• WORK INSTRUCTIONS: Set down exactly, from the records below, the line with "collections and streams)" through the line with "A resource handle", and nothing else.

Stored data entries
◆ ◆ ◆ ◆ ◆ ◆ ◆

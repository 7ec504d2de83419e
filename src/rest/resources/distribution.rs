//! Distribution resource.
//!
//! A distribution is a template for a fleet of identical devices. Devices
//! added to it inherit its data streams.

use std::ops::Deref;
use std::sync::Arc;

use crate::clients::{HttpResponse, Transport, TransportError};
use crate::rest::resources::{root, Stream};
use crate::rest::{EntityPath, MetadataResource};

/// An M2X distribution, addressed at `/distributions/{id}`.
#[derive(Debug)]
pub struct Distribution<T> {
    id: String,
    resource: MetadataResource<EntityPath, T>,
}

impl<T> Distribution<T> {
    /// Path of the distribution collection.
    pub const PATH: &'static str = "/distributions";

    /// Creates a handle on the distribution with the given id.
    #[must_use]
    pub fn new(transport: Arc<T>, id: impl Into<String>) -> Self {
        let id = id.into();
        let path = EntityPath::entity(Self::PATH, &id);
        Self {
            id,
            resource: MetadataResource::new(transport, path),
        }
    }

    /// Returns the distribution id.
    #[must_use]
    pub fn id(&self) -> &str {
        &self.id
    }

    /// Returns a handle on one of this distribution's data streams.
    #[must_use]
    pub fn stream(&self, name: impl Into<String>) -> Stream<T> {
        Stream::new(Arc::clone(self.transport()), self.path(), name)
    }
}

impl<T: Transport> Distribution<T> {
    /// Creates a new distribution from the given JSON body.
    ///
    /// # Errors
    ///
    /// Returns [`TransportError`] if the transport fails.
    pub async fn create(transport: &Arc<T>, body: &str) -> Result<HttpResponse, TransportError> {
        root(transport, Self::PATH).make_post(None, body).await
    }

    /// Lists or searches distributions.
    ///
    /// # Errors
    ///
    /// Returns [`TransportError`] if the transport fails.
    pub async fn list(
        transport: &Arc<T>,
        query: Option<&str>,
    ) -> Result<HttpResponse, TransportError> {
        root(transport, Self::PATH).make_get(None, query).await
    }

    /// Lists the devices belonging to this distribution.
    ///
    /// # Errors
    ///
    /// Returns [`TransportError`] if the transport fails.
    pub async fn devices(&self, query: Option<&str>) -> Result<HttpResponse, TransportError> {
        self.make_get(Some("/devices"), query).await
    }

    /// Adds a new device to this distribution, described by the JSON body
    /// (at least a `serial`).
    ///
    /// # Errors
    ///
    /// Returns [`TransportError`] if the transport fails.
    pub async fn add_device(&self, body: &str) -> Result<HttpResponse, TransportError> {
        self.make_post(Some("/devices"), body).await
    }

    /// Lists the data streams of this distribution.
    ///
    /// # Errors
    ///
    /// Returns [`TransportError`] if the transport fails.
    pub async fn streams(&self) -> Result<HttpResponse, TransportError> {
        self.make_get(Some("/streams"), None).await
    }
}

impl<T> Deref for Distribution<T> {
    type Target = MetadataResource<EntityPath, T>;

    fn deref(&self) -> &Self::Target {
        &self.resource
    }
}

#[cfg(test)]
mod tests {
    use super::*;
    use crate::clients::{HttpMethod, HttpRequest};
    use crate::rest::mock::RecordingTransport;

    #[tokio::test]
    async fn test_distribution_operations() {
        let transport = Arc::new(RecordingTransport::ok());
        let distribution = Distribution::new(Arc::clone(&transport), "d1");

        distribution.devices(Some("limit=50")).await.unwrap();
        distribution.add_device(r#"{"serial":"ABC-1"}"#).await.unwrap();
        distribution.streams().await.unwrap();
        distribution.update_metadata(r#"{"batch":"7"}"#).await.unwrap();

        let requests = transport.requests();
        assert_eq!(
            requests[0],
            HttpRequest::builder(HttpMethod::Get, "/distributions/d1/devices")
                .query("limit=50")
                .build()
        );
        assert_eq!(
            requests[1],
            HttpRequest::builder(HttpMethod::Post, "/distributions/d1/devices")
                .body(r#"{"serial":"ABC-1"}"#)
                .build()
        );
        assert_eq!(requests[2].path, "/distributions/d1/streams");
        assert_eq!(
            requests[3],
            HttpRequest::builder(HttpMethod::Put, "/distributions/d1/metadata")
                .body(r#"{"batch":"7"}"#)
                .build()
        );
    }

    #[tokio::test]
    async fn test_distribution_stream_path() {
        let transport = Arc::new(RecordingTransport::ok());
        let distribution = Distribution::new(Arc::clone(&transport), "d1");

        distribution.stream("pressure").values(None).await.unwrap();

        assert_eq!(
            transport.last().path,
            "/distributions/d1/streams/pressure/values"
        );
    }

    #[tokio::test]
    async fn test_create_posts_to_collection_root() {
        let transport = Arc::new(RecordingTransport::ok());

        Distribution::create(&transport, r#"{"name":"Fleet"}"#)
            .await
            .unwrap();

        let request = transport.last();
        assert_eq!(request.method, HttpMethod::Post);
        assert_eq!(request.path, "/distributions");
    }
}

◆ ◆ ◆ ◆ ◆ ◆ ◆

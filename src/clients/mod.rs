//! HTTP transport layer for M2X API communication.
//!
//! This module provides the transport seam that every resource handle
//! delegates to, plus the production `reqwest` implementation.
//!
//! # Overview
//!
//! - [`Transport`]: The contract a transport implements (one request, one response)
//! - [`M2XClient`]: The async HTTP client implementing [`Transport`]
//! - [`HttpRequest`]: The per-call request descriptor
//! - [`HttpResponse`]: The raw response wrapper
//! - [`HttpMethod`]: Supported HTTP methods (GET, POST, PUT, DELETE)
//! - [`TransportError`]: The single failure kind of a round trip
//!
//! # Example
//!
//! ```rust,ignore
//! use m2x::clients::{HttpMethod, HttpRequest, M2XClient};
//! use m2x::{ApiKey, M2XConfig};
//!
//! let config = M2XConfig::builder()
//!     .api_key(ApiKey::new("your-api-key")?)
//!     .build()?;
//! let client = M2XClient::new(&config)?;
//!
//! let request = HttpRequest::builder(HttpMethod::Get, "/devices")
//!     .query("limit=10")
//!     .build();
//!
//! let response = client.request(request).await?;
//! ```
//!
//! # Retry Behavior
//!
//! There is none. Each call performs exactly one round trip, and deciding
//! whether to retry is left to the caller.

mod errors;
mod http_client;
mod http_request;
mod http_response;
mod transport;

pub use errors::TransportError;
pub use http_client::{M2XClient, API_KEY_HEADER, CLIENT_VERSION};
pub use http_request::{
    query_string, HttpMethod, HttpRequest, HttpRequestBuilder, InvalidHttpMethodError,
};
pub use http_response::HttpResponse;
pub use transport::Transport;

◆ ◆ ◆ ◆ ◆ ◆ ◆

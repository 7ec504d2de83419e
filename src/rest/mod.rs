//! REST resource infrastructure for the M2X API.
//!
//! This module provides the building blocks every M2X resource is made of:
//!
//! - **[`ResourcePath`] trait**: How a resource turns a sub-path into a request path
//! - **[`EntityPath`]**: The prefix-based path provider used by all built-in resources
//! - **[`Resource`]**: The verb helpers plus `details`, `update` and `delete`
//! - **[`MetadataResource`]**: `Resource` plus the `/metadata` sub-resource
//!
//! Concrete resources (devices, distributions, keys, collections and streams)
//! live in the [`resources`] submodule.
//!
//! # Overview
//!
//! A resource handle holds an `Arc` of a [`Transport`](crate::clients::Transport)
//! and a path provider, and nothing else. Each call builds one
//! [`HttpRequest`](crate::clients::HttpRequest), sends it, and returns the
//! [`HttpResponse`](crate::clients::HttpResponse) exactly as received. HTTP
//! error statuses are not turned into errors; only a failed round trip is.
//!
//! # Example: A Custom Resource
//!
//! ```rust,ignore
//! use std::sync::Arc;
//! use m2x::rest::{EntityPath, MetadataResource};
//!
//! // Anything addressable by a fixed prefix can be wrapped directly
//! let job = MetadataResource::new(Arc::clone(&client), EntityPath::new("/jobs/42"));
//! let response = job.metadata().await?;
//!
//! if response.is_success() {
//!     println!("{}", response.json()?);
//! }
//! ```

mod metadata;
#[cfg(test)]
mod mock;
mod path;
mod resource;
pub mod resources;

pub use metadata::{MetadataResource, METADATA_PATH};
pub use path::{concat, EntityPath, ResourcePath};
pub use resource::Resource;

◆ ◆ ◆ ◆ ◆ ◆ ◆

• RESULT OF THIS TASK:
//! Concrete resources (devices, distributions, keys, collections and streams)
//! live in the [`resources`] submodule.
//!
//! # Overview
//!
//! A resource handle holds an `Arc` of a [`Transport`](crate::clients::Transport)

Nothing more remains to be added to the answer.